Essential oils have been studied extensively for their manifold uses in the meat industry for the past few years due to their many benefits, including clean-label prospects (Dewi and Kollanoor Johny, 2022). The application of essential oil in meat industry has been explored at different stages of meat processing and packaging because of their multiple benefits including its use in food preservation and safety. Essential oils are considered as eco-friendly options for antimicrobial, antioxidant, and flavoring agents in the food industry (Maurya et al., 2021). It is imperative to choose the effective essential oil and the stage when targeting emerging serotypes of Salmonella in turkey production and processing.
Comminuted turkey products, including ground turkey, can contain portions from turkey skin, bone, and meat, potentially increasing the chances of Salmonella contamination in the final product (USDA FSIS, 2021). Combining these parts during the final stages of meat processing and the chances of contamination from grinding equipment demand the need for the direct addition of antimicrobials at or after grinding.

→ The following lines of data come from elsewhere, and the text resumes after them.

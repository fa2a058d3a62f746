//! Handshake and capability types for `session/hello`

use serde::{Deserialize, Serialize};

/// Bridge host platform
#[derive(Debug, Clone, Copy, Serialize, Deserialize, PartialEq, Eq)]
#[serde(rename_all = "lowercase")]
pub enum Platform {
    Windows,
    Macos,
    Linux,
}

/// Params of a `session/hello` request
#[derive(Debug, Clone, Serialize, Deserialize)]
#[serde(rename_all = "camelCase")]
pub struct HelloParams {
    pub token: String,
    pub bridge_version: String,
    pub platform: Platform,
    pub launch_id: String,
}

/// Welcome result returned on a successful handshake
#[derive(Debug, Clone, Serialize, Deserialize)]
#[serde(rename_all = "camelCase")]
pub struct Welcome {
    pub agent_id: String,
    pub app: AppInfo,
    pub capabilities: CapabilitySet,
    pub schema_version: String,
}

/// Embedding application identity
#[derive(Debug, Clone, Serialize, Deserialize)]
pub struct AppInfo {
    pub name: String,
    pub version: String,
}

/// Advertised tool, event channel and resource names
#[derive(Debug, Clone, Default, Serialize, Deserialize)]
pub struct CapabilitySet {
    pub tools: Vec<String>,
    pub events: Vec<String>,
    pub resources: Vec<String>,
}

Our study addressed this situation by adding and mixing PEO into the ground turkey meat inoculated with Salmonella cocktail. We found that PEO at 2.5% significantly reduced S. Agona and S. Saintpaul when used as a direct antimicrobial additive in ground turkey meat (Figure 4). Previously, Dewi and co-authors determined the efficacy of 3 plant-derived antimicrobials (PDAs), lemongrass essential oil (LGEO), citral, and trans-cinnamaldehyde (TC), against S. Heidelberg in ground turkey meat (Dewi et al., 2022). They also reported higher Salmonella reductions at 2% TC concentrations in ground turkey meat at 4°C on day 3 (Dewi et al., 2022), consistent with the findings of our study. A separate study tested 2,000 ppm lauric alginate and 1% carvacrol (CR) against S. Typhimurium in ground turkey. The compounds had a synergistic effect reducing the bacterial load to less than a log10CFU/g after 24 h of storage compared to the 5-log initial inoculum (Oladunjoye et al., 2013). In the same study, 2% CR reduced 2 to 3 log10CFU/g Salmonella in ground turkey meat when 3 strains of S. Typhimurium were used for the inoculation (Oladunjoye et al., 2013). These studies indicate the necessity of higher concentrations of essential oils for better efficacy against different Salmonella serotypes. The consistency in reducing Salmonella at higher concentrations of essential oils was also evident in this study. The magnitude of reduction could be maximized either by increasing the concentrations of essential oils or by combining them with other antimicrobials.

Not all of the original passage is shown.